### WORK TO COMPLETE
Every line below that has "Deserialize" in it should be copied.

### EXTRACTED MATERIAL
-- Opening Marker --

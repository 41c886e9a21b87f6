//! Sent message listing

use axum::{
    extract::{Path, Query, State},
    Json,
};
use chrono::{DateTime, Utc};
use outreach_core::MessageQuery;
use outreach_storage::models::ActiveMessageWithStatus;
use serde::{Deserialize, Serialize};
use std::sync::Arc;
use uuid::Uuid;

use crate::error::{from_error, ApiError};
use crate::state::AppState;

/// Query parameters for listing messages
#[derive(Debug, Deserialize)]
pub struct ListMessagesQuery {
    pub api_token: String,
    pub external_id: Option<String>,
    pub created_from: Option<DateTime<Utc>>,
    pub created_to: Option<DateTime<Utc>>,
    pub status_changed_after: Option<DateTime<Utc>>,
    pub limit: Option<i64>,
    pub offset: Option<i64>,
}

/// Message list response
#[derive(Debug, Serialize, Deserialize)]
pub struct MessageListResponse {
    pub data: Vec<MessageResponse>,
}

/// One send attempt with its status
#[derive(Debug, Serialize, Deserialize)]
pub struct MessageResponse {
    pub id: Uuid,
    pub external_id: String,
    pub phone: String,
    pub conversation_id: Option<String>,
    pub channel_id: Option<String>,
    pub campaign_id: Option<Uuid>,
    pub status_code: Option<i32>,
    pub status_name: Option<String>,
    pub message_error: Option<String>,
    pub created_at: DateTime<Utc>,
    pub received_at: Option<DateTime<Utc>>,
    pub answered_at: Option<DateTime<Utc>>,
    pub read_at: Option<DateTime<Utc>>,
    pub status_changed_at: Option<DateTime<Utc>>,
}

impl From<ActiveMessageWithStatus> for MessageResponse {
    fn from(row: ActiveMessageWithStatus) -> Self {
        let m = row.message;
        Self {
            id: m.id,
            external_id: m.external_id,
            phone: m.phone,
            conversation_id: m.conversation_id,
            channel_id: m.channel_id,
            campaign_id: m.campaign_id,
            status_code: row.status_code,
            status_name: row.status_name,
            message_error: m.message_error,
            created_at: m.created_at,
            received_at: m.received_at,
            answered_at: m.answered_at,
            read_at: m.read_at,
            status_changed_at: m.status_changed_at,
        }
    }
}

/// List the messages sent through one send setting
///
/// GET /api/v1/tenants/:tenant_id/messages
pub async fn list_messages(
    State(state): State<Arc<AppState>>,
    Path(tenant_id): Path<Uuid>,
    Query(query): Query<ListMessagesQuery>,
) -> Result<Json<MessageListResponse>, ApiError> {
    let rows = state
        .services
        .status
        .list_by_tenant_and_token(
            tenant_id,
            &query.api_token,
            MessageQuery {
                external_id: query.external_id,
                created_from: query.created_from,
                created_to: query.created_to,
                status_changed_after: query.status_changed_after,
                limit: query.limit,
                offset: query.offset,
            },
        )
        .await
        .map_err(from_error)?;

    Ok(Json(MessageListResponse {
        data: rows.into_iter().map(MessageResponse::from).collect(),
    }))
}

-- Closing Marker --

### ANSWER TO THE PROBLEM
use serde::{Deserialize, Serialize};
#[derive(Debug, Deserialize)]
#[derive(Debug, Serialize, Deserialize)]
#[derive(Debug, Serialize, Deserialize)]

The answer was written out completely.